In continuing my series of analysis on ETF's, Indices and Mutual Funds today I analyzed the S&P 600 Small Cap Index (NYSEARCA:SLY) with my Friedrich Algorithm . For those of you new to this type of analysis HERE is a detailed introduction.
Before I get into that though I thought that I would just mention a few things that are happening in the world right now that I find disturbing. The first is something that I never thought I would ever see in my career and that is the Swiss 30 year yield dropping into negative territory for the first time in history (happened today). So anyone buying the Swiss 30 year is basically letting the Swiss government borrow one's money for 30 years and at the same time will have to pay that government interest for the privilege of doing so for the next 30 years. Obviously things are kind of crazy out there in the world today as no sane person would lock their money in an investment for 30 years unless that same investor believed that interest rates are going more into the negative column, or are so scared of what is coming that they just want to park their money with the Swiss government for safety reasons. Sort of like not worrying about the return on their money as much as they are about the return of their money!

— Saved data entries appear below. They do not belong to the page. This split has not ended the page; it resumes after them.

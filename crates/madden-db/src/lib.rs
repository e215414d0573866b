//! madden-db: persistence and query layer for the madden catalog.
//!
//! SQLite-backed storage with r2d2 connection pooling, embedded migrations,
//! and query modules for image files, content items, and the singleton logs.
//!
//! # Modules
//!
//! - `pool` - Connection pool management
//! - `migrations` - Embedded schema migrations
//! - `queries` - Free functions over a `rusqlite::Connection`
//! - `store` - Pool-owning components handed to request layers
//!
//! # Example
//!
//! ```
//! use madden_core::NewImageFile;
//! use madden_db::Catalog;
//!
//! let catalog = Catalog::open_in_memory().unwrap();
//! let file = catalog.images.create(&NewImageFile::new("f1.png", "f1_thumb.png")).unwrap();
//! assert_eq!(file.filename, "f1.png");
//! ```

mod error;
pub mod migrations;
mod models;
pub mod pool;
pub mod queries;
pub mod store;

pub use queries::logs::LogRecord;
pub use store::{
    Catalog, ImageStore, ItemRepository, PublishedLog, SchemaManager, SingletonLog, SummaryLog,
};
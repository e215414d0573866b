//! Embedded SQL migrations and runner.
//!
//! Migrations are stored as `&str` constants and executed in order.  A
//! `schema_migrations` table tracks which versions have been applied.

use madden_core::Result;
use rusqlite::{Connection, Transaction, TransactionBehavior};

use crate::error;

/// V1: the five catalog entities.
///
/// Item times are epoch seconds. The item tuple and the live image filename
/// are unique at the storage level so that concurrent check-then-insert
/// races still end in a constraint violation. Image files are soft-deleted
/// so that associations pointing at them survive.
const V1_INITIAL: &str = r#"
CREATE TABLE image_files (
    id         TEXT PRIMARY KEY,
    filename   TEXT NOT NULL CHECK (length(filename) > 0),
    thumbnail  TEXT NOT NULL,
    created_at TEXT NOT NULL,
    updated_at TEXT NOT NULL,
    deleted_at TEXT
);

CREATE UNIQUE INDEX idx_image_files_live_filename
    ON image_files(filename) WHERE deleted_at IS NULL;

CREATE TABLE content_items (
    id            TEXT PRIMARY KEY,
    begin_time    INTEGER NOT NULL,
    end_time      INTEGER NOT NULL,
    summary       TEXT NOT NULL,
    details       TEXT NOT NULL,
    is_historical INTEGER NOT NULL DEFAULT 0,
    created_at    TEXT NOT NULL,
    updated_at    TEXT NOT NULL,
    UNIQUE (begin_time, end_time, summary, details)
);

CREATE TABLE item_images (
    id            TEXT PRIMARY KEY,
    item_id       TEXT NOT NULL REFERENCES content_items(id) ON DELETE CASCADE,
    image_file_id TEXT NOT NULL REFERENCES image_files(id),
    status        TEXT NOT NULL CHECK (status IN ('FMC', 'PMC', 'NMC')),
    created_at    TEXT NOT NULL
);

CREATE TABLE summaries (
    id         INTEGER PRIMARY KEY AUTOINCREMENT,
    summary    TEXT NOT NULL,
    created_at TEXT NOT NULL
);

CREATE TABLE published_states (
    id         INTEGER PRIMARY KEY AUTOINCREMENT,
    published  INTEGER NOT NULL,
    created_at TEXT NOT NULL
);
"#;

/// V2: search and association lookup indexes.
const V2_SEARCH_INDEXES: &str = r#"
CREATE INDEX idx_content_items_begin ON content_items(is_historical, begin_time, end_time);
CREATE INDEX idx_content_items_end ON content_items(is_historical, end_time, begin_time);
CREATE INDEX idx_item_images_item ON item_images(item_id);
CREATE INDEX idx_item_images_file ON item_images(image_file_id);
"#;

/// Ordered list of (version, sql) pairs.
const MIGRATIONS: &[(i64, &str)] = &[(1, V1_INITIAL), (2, V2_SEARCH_INDEXES)];

/// Highest version this build knows about.
pub fn latest_version() -> i64 {
    MIGRATIONS.last().map(|&(v, _)| v).unwrap_or(0)
}

/// Run all pending migrations on `conn`, returning how many were applied.
///
/// Creates the `schema_migrations` tracking table if it does not exist,
/// then applies each outstanding migration inside an immediate transaction.
/// The "already applied" check happens inside that transaction, so two
/// processes bootstrapping the same file do not both apply a version.
pub fn run_migrations(conn: &Connection) -> Result<usize> {
    conn.execute_batch(
        "CREATE TABLE IF NOT EXISTS schema_migrations (
            version    INTEGER PRIMARY KEY,
            applied_at TEXT NOT NULL DEFAULT (datetime('now'))
        )",
    )
    .map_err(error::storage("failed to create schema_migrations"))?;

    let mut applied = 0;
    for &(version, sql) in MIGRATIONS {
        let tx = Transaction::new_unchecked(conn, TransactionBehavior::Immediate)
            .map_err(error::storage("failed to begin migration transaction"))?;

        let already: bool = tx
            .query_row(
                "SELECT COUNT(*) > 0 FROM schema_migrations WHERE version = ?1",
                [version],
                |row| row.get(0),
            )
            .map_err(error::storage("failed to read schema_migrations"))?;

        if already {
            continue;
        }

        tx.execute_batch(sql)
            .map_err(error::storage(format!("migration V{version} failed")))?;

        tx.execute(
            "INSERT INTO schema_migrations (version) VALUES (?1)",
            [version],
        )
        .map_err(error::storage("failed to record migration"))?;

        tx.commit()
            .map_err(error::storage(format!("failed to commit migration V{version}")))?;

        tracing::info!(version, "Applied schema migration");
        applied += 1;
    }

    Ok(applied)
}

/// Highest applied migration version, or 0 on a fresh database.
pub fn current_version(conn: &Connection) -> Result<i64> {
    let exists: bool = conn
        .query_row(
            "SELECT COUNT(*) > 0 FROM sqlite_master WHERE type = 'table' AND name = 'schema_migrations'",
            [],
            |row| row.get(0),
        )
        .map_err(error::storage("failed to inspect schema"))?;
    if !exists {
        return Ok(0);
    }

    conn.query_row(
        "SELECT COALESCE(MAX(version), 0) FROM schema_migrations",
        [],
        |row| row.get(0),
    )
    .map_err(error::storage("failed to read schema version"))
}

Then if that was not bad enough a client sent me the following link yesterday
Yes folks your eyes are not deceiving you and yes subprime lending is back!
"The federal housing agencies, specifically Fannie Mae, are all set up to buy these subprime loans from the banks.
Wells Fargo even puts this on its website: "Wells Fargo will service the loans, but Fannie Mae will buy them." Hilarious.
They might as well say, "Wells Fargo will make the profit, but the taxpayer will assume the risk."
Because that's precisely what happens.
The banks rake in fees when they close the loan, then book another small profit when they flip the loan to the government."
As you can see banks like Wells Fargo (NYSE:WFC) and Bank of America (NYSE:BAC) don't care what happens as the subprime loans each issues will be backed by the good faith of the US Government in a grand scheme to follow the immortal words that Representative Barney Frank spoke in this amazing speech 11 years ago.
It's pretty scary when you realize what is happening and that no one is paying any attention to it and even more amazing is the fact that the same Representative Frank is the "Frank" in the Dodd Frank Legislation, which is set up to regulate it all. But again these two things I mentioned above are just two of the 100's of things that I am worrying about as an Analyst and portfolio manager/consultant.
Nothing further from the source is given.